La Chiesa, oggi, potrebbe buttare a mare il governo. Ma tace come non ha mai taciuto di Cesare Maffi
http://www.italiaoggi.it/giornali/detta ... %20taciutoNon pare accettabile, alla comune coscienza morale, il permanere nei più alti incarichi di un reggitore della cosa pubblica che abbia dato ripetute e conclamate attestazioni di disordine morale nella propria vita privata. Se sull'Osservatore Romano uscisse un corsivo, concepito in maniera siffatta o simile, quanto durerebbe ancora Silvio Berlusconi a palazzo Chigi? Ovviamente non pochi dei parlamentari di maggioranza legati alla Chiesa avvertirebbero che Oltretevere s'intende mollare il Cav e provvederebbero al necessario adeguamento. Per quanto molti, a sinistra, bramino che la S. Sede (se non proprio i vertici, si accontenterebbero della Conferenza episcopale) si pronunciasse in modo tale da silurare Berlusconi, la Chiesa ha finora evitato (e tutto fa pensare che eviterà) di pronunciarsi in tal senso. Non ha inteso, quindi, sancire un atto chiaramente politico attraverso una condanna di natura etica.
A sinistra debbono quindi accontentarsi di singole frasi di questo o quel presule, eventualmente sforzandole o adattandole alla bisogna. Non così, invece, andava un tempo. Quando negli anni sessanta nacque il primo centro-sinistra, quello di Aldo Moro e Amintore Fanfani (e di Pietro Nenni, Giuseppe Saragat e Ugo La Malfa), Mario Scelba, che capitanava una corrente di centristi nella Dc, appariva bizzoso e poco propenso a votare il primo gabinetto Moro, con maggioranza organica Dc-Psi-Psdi-Pri. In vista del voto di fiducia, fu sufficiente (13 dicembre 1963) un semplice richiamo dell'Osservatore Romano, che rammentava ai cattolici il dovere dell'unità politica. Scelba si adeguò prontamente e i suoi uomini di “centrismo popolare” votarono la fiducia, sia a Montecitorio sia a palazzo Madama. Passò un anno esatto e si arrivò alle agitate votazioni per eleggere il successore del dimissionario (per malattia) Antonio Segni.
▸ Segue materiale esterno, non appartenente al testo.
//! Lookup keys for value contexts

use std::any::Any;
use std::fmt;
use std::sync::Arc;

use crate::{CanopyError, Result};

trait DynKey: Any + Send + Sync + fmt::Debug {
    fn dyn_eq(&self, other: &dyn DynKey) -> bool;
    fn as_any(&self) -> &dyn Any;
}

impl<T> DynKey for T
where
    T: PartialEq + fmt::Debug + Send + Sync + 'static,
{
    fn dyn_eq(&self, other: &dyn DynKey) -> bool {
        other
            .as_any()
            .downcast_ref::<T>()
            .is_some_and(|other| self == other)
    }

    fn as_any(&self) -> &dyn Any {
        self
    }
}

/// Key used to attach and look up values on a context chain
///
/// Two keys match when they hold the same concrete type and the values
/// compare equal, so a private marker type never collides with keys
/// defined elsewhere. String keys converted with `From`/`Into` are stored
/// as `String`, so a literal and an owned string address the same value;
/// [`Key::new`] keeps the exact type it is given.
///
/// ```
/// use canopy::Key;
///
/// #[derive(Debug, PartialEq)]
/// struct RequestId;
///
/// assert!(Key::new(RequestId).matches(&Key::new(RequestId)));
/// assert!(Key::from("id").matches(&Key::from(String::from("id"))));
/// assert!(!Key::new("id").matches(&Key::new(String::from("id"))));
/// ```
#[derive(Clone)]
pub struct Key {
    inner: Option<Arc<dyn DynKey>>,
}

impl Key {
    pub fn new<T>(key: T) -> Self
    where
        T: PartialEq + fmt::Debug + Send + Sync + 'static,
    {
        Self {
            inner: Some(Arc::new(key)),
        }
    }

    /// The absent key. Never matches anything and is rejected by `with_value`.
    pub fn absent() -> Self {
        Self { inner: None }
    }

    pub fn is_absent(&self) -> bool {
        self.inner.is_none()
    }

    /// A key is comparable when it equals itself (`f64::NAN` does not)
    pub fn is_comparable(&self) -> bool {
        self.inner.as_ref().is_some_and(|key| key.dyn_eq(key.as_ref()))
    }

    /// Check whether two keys address the same value
    pub fn matches(&self, other: &Key) -> bool {
        match (&self.inner, &other.inner) {
            (Some(a), Some(b)) => a.dyn_eq(b.as_ref()),
            _ => false,
        }
    }

    pub(crate) fn validate(&self) -> Result<()> {
        if self.is_absent() {
            return Err(CanopyError::InvalidKey("key is absent".to_string()));
        }
        if !self.is_comparable() {
            return Err(CanopyError::InvalidKey(format!(
                "key is not comparable: {:?}",
                self
            )));
        }
        Ok(())
    }
}

impl fmt::Debug for Key {
    fn fmt(&self, f: &mut fmt::Formatter<'_>) -> fmt::Result {
        match &self.inner {
            Some(key) => fmt::Debug::fmt(key.as_ref(), f),
            None => write!(f, "<absent>"),
        }
    }
}

impl<T> From<Option<T>> for Key
where
    T: PartialEq + fmt::Debug + Send + Sync + 'static,
{
    fn from(key: Option<T>) -> Self {
        key.map_or_else(Self::absent, Self::new)
    }
}

macro_rules! impl_key_from {
    ($($ty:ty),* $(,)?) => {
        $(
            impl From<$ty> for Key {
                fn from(key: $ty) -> Self {
                    Self::new(key)
                }
            }
        )*
    };
}

impl From<&str> for Key {
    fn from(key: &str) -> Self {
        Self::new(key.to_string())
    }
}

impl From<&String> for Key {
    fn from(key: &String) -> Self {
        Self::new(key.clone())
    }
}

impl_key_from!(
    String,
    bool,
    char,
    i8,
    i16,
    i32,
    i64,
    i128,
    isize,
    u8,
    u16,
    u32,
    u64,
    u128,
    usize,
    f32,
    f64,
);

#[cfg(test)]
mod tests {
    use super::*;

    #[derive(Debug, PartialEq)]
    struct TraceKey(u8);

    #[test]
    fn test_same_type_same_value_matches() {
        assert!(Key::from("k").matches(&Key::from("k")));
        assert!(Key::new(TraceKey(1)).matches(&Key::new(TraceKey(1))));
        assert!(!Key::new(TraceKey(1)).matches(&Key::new(TraceKey(2))));
    }

    #[test]
    fn test_different_types_never_match() {
        assert!(!Key::from(1_i32).matches(&Key::from(1_i64)));
        assert!(!Key::new("k").matches(&Key::new("k".to_string())));
    }

    #[test]
    fn test_string_forms_match() {
        let owned = String::from("k");
        assert!(Key::from("k").matches(&Key::from(owned.clone())));
        assert!(Key::from(&owned).matches(&Key::from("k")));
        assert!(!Key::from("k").matches(&Key::from("K")));
    }

    #[test]
    fn test_absent_key() {
        let key = Key::absent();
        assert!(key.is_absent());
        assert!(!key.is_comparable());
        assert!(!key.matches(&Key::absent()));
        assert!(Key::from(None::<&str>).is_absent());
        assert!(matches!(key.validate(), Err(CanopyError::InvalidKey(_))));
    }

    #[test]
    fn test_nan_is_not_comparable() {
        let key = Key::from(f64::NAN);
        assert!(!key.is_comparable());
        assert!(!key.matches(&key.clone()));
        assert!(matches!(key.validate(), Err(CanopyError::InvalidKey(_))));
    }

    #[test]
    fn test_debug_output() {
        assert_eq!(format!("{:?}", Key::from("user")), "\"user\"");
        assert_eq!(format!("{:?}", Key::absent()), "<absent>");
    }
}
A Giovanni Leone, candidato ufficiale della Dc, mancavano a ogni scrutinio decine e decine di voti. In particolare, era Amintore Fanfani ad attrarre suffragi in danno del collega. Egli arrivò perfino a stabilizzarsi intorno ai 130 voti, quando a Leone era sotto di un centinaio di schede per raggiungere il Quirinale. Esattamente come con Scelba, l'Osservatore Romano scese in campo lanciando un appello all'unità dei cattolici. Fanfani dovette inchinarsi, precipitando a quota 17; in compenso, apparvero alcune schede con l'indicazione di Ludovico Montini, fratello di papa Paolo VI: un segnale palese contro l'ingerenza vaticana. Invero, se il corsivo d'Oltretevere servì a stroncare i dissidenti democristiani, non giovò a Leone, il quale dovette ritirarsi per favorire, infine, l'elezione del socialdemocratico Saragat. Pure in altre circostanze i commenti apparsi sul giornale vaticano ebbero un'immediata rilevanza, ma in prospettiva caddero nel vuoto. Il 18 maggio 1960 apparve un fondo, “I punti fermi”, che azzerava ogni ipotesi di apertura a sinistra. Su tali posizioni si ritrovavano parte della Curia romana e non pochi vescovi italiani, ma difforme era la visione di altri prelati, fra i quali verosimilmente lo stesso pontefice Giovanni XXIII o il suo potente segretario particolare, l'oggi quasi centenario mons. Loris Capovilla.
Infatti, nell'agosto '60 s'insediò un governo Fanfani, ponte per il successivo gabinetto di centro-sinistra. Dunque, i precedenti per un intervento vaticano non mancherebbero. Ma sono molto lontani nel tempo. Non c'è più, infatti, il partito di raccolta dei cattolici, mentre la presenza sul trono di Pietro di due pontefici non italiani ha fatto venir meno la diretta conoscenza, da parte dei vertici della S. Sede, delle questioni interne italiane. La conduzione dei rapporti col mondo politico di casa nostra resta spesso affidata alla Cei, pur se, di recente, con non poche tensioni rispetto alla Segreteria di Stato.